Begin at the line containing "pub struct SystemClock;" in the entries below and end at the line containing "use base64::Engine;"; transcribe that range exactly and nothing outside it.
· · · ·
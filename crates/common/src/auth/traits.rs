//! Traits for OAuth and credential storage operations
//!
//! These seams let the session layer depend on behaviour rather than on the
//! HTTP client or a particular secret backend, and let tests substitute
//! in-memory doubles.

use async_trait::async_trait;

use super::client::OAuthClientError;
use super::credential_store::CredentialStoreError;
use super::pkce::PkceChallenge;
use super::types::{TokenSet, UserProfile};

/// Operations against the authorization server
#[async_trait]
pub trait OAuthClientTrait: Send + Sync {
    /// Browser URL for one authorization attempt
    fn authorization_url(&self, challenge: &PkceChallenge) -> String;

    /// Exchange an authorization code for tokens
    ///
    /// # Errors
    /// Returns error if the request fails or the server rejects the code
    async fn exchange_code_for_tokens(
        &self,
        code: &str,
        code_verifier: &str,
    ) -> Result<TokenSet, OAuthClientError>;

    /// Refresh the access token. A response without a new refresh token
    /// carries `refresh_token` forward.
    ///
    /// # Errors
    /// Returns error if the refresh token is empty, the request fails or the
    /// server rejects the token
    async fn refresh_access_token(&self, refresh_token: &str)
        -> Result<TokenSet, OAuthClientError>;

    /// Fetch the profile of the user owning `access_token`
    ///
    /// # Errors
    /// Returns error if the request fails or the server rejects the token
    async fn fetch_user_info(&self, access_token: &str) -> Result<UserProfile, OAuthClientError>;
}

/// Durable storage of the current token set
#[async_trait]
pub trait CredentialStoreTrait: Send + Sync {
    /// Persist `tokens`, stamping the absolute expiry from `expires_in`.
    /// Optional fields that are `None` are left untouched.
    ///
    /// # Errors
    /// [`CredentialStoreError::Write`] if any entry cannot be written; entries
    /// already written by this call are restored first.
    async fn store_tokens(&self, tokens: &TokenSet) -> Result<(), CredentialStoreError>;

    /// Stored tokens with `expires_in` re-derived from the stored expiry.
    /// `Ok(None)` when the access token, expiry or token type is missing.
    ///
    /// # Errors
    /// [`CredentialStoreError::Read`] if the backend cannot be read
    async fn get_tokens(&self) -> Result<Option<TokenSet>, CredentialStoreError>;

    /// Whether the stored token expires within `buffer_seconds`. True when
    /// the expiry is missing or unreadable.
    async fn is_token_expired(&self, buffer_seconds: i64) -> bool;

    /// Remove every stored entry. Idempotent.
    ///
    /// # Errors
    /// The first [`CredentialStoreError::Delete`] encountered; every key is
    /// still attempted.
    async fn clear_tokens(&self) -> Result<(), CredentialStoreError>;

    /// The stored access token when it is valid beyond the default buffer.
    /// Never refreshes.
    async fn get_valid_access_token(&self) -> Option<String>;

    /// Seconds until the stored token expires (negative once expired).
    async fn seconds_until_expiry(&self) -> Option<i64>;
}
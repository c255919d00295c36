//! # Authkeep Domain
//!
//! Configuration structures, defaults and the workspace-level error type.
//!
//! This crate contains:
//! - Configuration structures (`Config`, `AuthConfig`, `StorageConfig`,
//!   `LoggingConfig`)
//! - Domain error types and Result definitions
//! - Default values shared by the session core and the loader
//!
//! ## Architecture
//! - No dependencies on other Authkeep crates
//! - Only external dependencies allowed
//! - Pure data structures, no I/O

pub mod config;
pub mod constants;
pub mod errors;
pub mod macros;

// Re-export commonly used items
pub use config::*;
pub use errors::*;
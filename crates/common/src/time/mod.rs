//! Wall-clock abstraction
//!
//! Token expiry is an absolute wall-clock timestamp, so everything that
//! stores or compares expiry reads time through [`Clock`]. Tests substitute
//! `testing::MockClock` to move time without waiting.

use chrono::{DateTime, Utc};

/// Source of wall-clock time
pub trait Clock: Send + Sync {
    fn now(&self) -> DateTime<Utc>;

    /// Milliseconds since the UNIX epoch
    fn millis_since_epoch(&self) -> i64 {
        self.now().timestamp_millis()
    }
}

/// Real system clock. Use this in production code.
#[derive(Debug, Clone, Copy, Default)]
pub struct SystemClock;

impl Clock for SystemClock {
    fn now(&self) -> DateTime<Utc> {
        Utc::now()
    }
}
//! AES-256-GCM encryption primitives
//!
//! - [`EncryptionService`]: AES-256-GCM encryption/decryption with a raw key
//! - [`EncryptedData`]: serializable ciphertext container
//!
//! ```rust
//! use authkeep_common::crypto::encryption::EncryptionService;
//!
//! let key = EncryptionService::generate_key();
//! let service = EncryptionService::new(key)?;
//!
//! let encrypted = service.encrypt_to_string(b"refresh-token")?;
//! assert_eq!(service.decrypt_from_string(&encrypted)?, b"refresh-token");
//! # Ok::<(), authkeep_common::error::CommonError>(())
//! ```

use aes_gcm::aead::{Aead, KeyInit};
use aes_gcm::{Aes256Gcm, Nonce};
use base64::engine::general_purpose::STANDARD as BASE64;
use base64::Engine;
use rand::rngs::OsRng;
use rand::RngCore;
use serde::{Deserialize, Serialize};
use sha2::{Digest, Sha256};
use zeroize::Zeroizing;

use crate::error::{CommonError, CommonResult};

const ALGORITHM: &str = "AES-256-GCM";
const KEY_LEN: usize = 32;
const NONCE_LEN: usize = 12;

/// Ciphertext plus the nonce needed to open it
#[derive(Debug, Clone, Serialize, Deserialize)]
pub struct EncryptedData {
    pub nonce: Vec<u8>,
    pub ciphertext: Vec<u8>,
    pub algorithm: String,
}

/// AES-256-GCM with a fixed 32-byte key
#[derive(Clone)]
pub struct EncryptionService {
    key: Zeroizing<Vec<u8>>,
    cipher: Aes256Gcm,
}

impl std::fmt::Debug for EncryptionService {
    fn fmt(&self, f: &mut std::fmt::Formatter<'_>) -> std::fmt::Result {
        f.debug_struct("EncryptionService")
            .field("key", &"[REDACTED]")
            .field("fingerprint", &self.key_fingerprint())
            .finish()
    }
}

impl EncryptionService {
    /// Create a service from a raw 32-byte key.
    pub fn new(key: Vec<u8>) -> CommonResult<Self> {
        let key = Zeroizing::new(key);
        if key.len() != KEY_LEN {
            return Err(CommonError::crypto(format!(
                "Encryption key must be exactly {KEY_LEN} bytes, got {}",
                key.len()
            )));
        }

        let cipher = Aes256Gcm::new_from_slice(&key)
            .map_err(|e| CommonError::crypto(format!("Failed to create encryption cipher: {e}")))?;

        Ok(Self { key, cipher })
    }

    /// Create a service from a standard base64 encoding of a 32-byte key, as
    /// it appears in configuration.
    pub fn from_base64_key(encoded: &str) -> CommonResult<Self> {
        let key = BASE64
            .decode(encoded.trim())
            .map_err(|e| CommonError::config_field("encryption_key", format!("not valid base64: {e}")))?;
        Self::new(key)
    }

    /// Generate a random 32-byte key.
    #[must_use]
    pub fn generate_key() -> Vec<u8> {
        let mut key = vec![0u8; KEY_LEN];
        OsRng.fill_bytes(&mut key);
        key
    }

    pub fn encrypt(&self, data: &[u8]) -> CommonResult<EncryptedData> {
        let mut nonce = [0u8; NONCE_LEN];
        OsRng.fill_bytes(&mut nonce);

        let ciphertext = self
            .cipher
            .encrypt(&Nonce::from(nonce), data)
            .map_err(|e| CommonError::crypto(format!("Encryption failed: {e}")))?;

        Ok(EncryptedData { nonce: nonce.to_vec(), ciphertext, algorithm: ALGORITHM.to_string() })
    }

    pub fn decrypt(&self, encrypted: &EncryptedData) -> CommonResult<Vec<u8>> {
        if encrypted.algorithm != ALGORITHM {
            return Err(CommonError::crypto(format!(
                "Unsupported algorithm: {}",
                encrypted.algorithm
            )));
        }

        let nonce: [u8; NONCE_LEN] = encrypted.nonce.as_slice().try_into().map_err(|_| {
            CommonError::crypto(format!("Nonce must be exactly {NONCE_LEN} bytes for {ALGORITHM}"))
        })?;

        self.cipher
            .decrypt(&Nonce::from(nonce), encrypted.ciphertext.as_ref())
            .map_err(|e| CommonError::crypto(format!("Decryption failed: {e}")))
    }

    /// Encrypt bytes and encode the payload as a base64 string.
    pub fn encrypt_to_string(&self, data: &[u8]) -> CommonResult<String> {
        let encrypted = self.encrypt(data)?;
        let serialized = serde_json::to_vec(&encrypted)?;
        Ok(BASE64.encode(serialized))
    }

    /// Decode a base64 string and decrypt the contained payload.
    pub fn decrypt_from_string(&self, encrypted_str: &str) -> CommonResult<Vec<u8>> {
        let decoded = BASE64
            .decode(encrypted_str)
            .map_err(|e| CommonError::crypto(format!("Base64 decode failed: {e}")))?;
        let encrypted: EncryptedData = serde_json::from_slice(&decoded)?;
        self.decrypt(&encrypted)
    }

    /// Short, non-reversible identifier of the key, safe to log.
    #[must_use]
    pub fn key_fingerprint(&self) -> String {
        let digest = Sha256::digest(self.key.as_slice());
        BASE64.encode(&digest[..8])
    }
}
//! Controllable clock for expiry tests
//!
//! ```
//! use std::time::Duration;
//!
//! use authkeep_common::testing::MockClock;
//! use authkeep_common::time::Clock;
//!
//! let clock = MockClock::new();
//! let start = clock.millis_since_epoch();
//! clock.advance(Duration::from_secs(5));
//! assert_eq!(clock.millis_since_epoch() - start, 5_000);
//! ```

use std::sync::Arc;
use std::time::Duration;

use chrono::{DateTime, TimeZone, Utc};
use parking_lot::Mutex;

use crate::time::Clock;

/// Clock that only moves when told to
///
/// Clones share the same time, so a test can keep one handle and give
/// another to the code under test.
#[derive(Debug, Clone)]
pub struct MockClock {
    now: Arc<Mutex<DateTime<Utc>>>,
}

impl MockClock {
    /// Frozen at the current real time
    pub fn new() -> Self {
        Self::at(Utc::now())
    }

    pub fn at(now: DateTime<Utc>) -> Self {
        Self { now: Arc::new(Mutex::new(now)) }
    }

    /// Frozen at `millis` since the UNIX epoch
    #[must_use]
    pub fn at_millis(millis: i64) -> Self {
        Self::at(Utc.timestamp_millis_opt(millis).single().unwrap_or_else(Utc::now))
    }

    pub fn advance(&self, duration: Duration) {
        let delta = chrono::Duration::from_std(duration).unwrap_or(chrono::Duration::MAX);
        let mut now = self.now.lock();
        *now = now.checked_add_signed(delta).unwrap_or(*now);
    }

    pub fn set(&self, now: DateTime<Utc>) {
        *self.now.lock() = now;
    }
}

impl Default for MockClock {
    fn default() -> Self {
        Self::new()
    }
}

impl Clock for MockClock {
    fn now(&self) -> DateTime<Utc> {
        *self.now.lock()
    }
}

#[cfg(test)]
mod tests {
    use super::*;

    #[test]
    fn advance_moves_all_clones() {
        let clock = MockClock::at_millis(1_700_000_000_000);
        let shared = clock.clone();

        clock.advance(Duration::from_millis(1_500));

        assert_eq!(shared.millis_since_epoch(), 1_700_000_001_500);
    }

    #[test]
    fn clock_is_frozen_without_advance() {
        let clock = MockClock::new();
        let first = clock.now();
        std::thread::sleep(Duration::from_millis(5));
        assert_eq!(clock.now(), first);
    }
}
· · · ·
▸ **ANSWER TO THE PROBLEM**
pub struct SystemClock;

impl Clock for SystemClock {
    fn now(&self) -> DateTime<Utc> {
        Utc::now()
    }
}
//! AES-256-GCM encryption primitives
//!
//! - [`EncryptionService`]: AES-256-GCM encryption/decryption with a raw key
//! - [`EncryptedData`]: serializable ciphertext container
//!
//! ```rust
//! use authkeep_common::crypto::encryption::EncryptionService;
//!
//! let key = EncryptionService::generate_key();
//! let service = EncryptionService::new(key)?;
//!
//! let encrypted = service.encrypt_to_string(b"refresh-token")?;
//! assert_eq!(service.decrypt_from_string(&encrypted)?, b"refresh-token");
//! # Ok::<(), authkeep_common::error::CommonError>(())
//! ```

use aes_gcm::aead::{Aead, KeyInit};
use aes_gcm::{Aes256Gcm, Nonce};
use base64::engine::general_purpose::STANDARD as BASE64;
use base64::Engine;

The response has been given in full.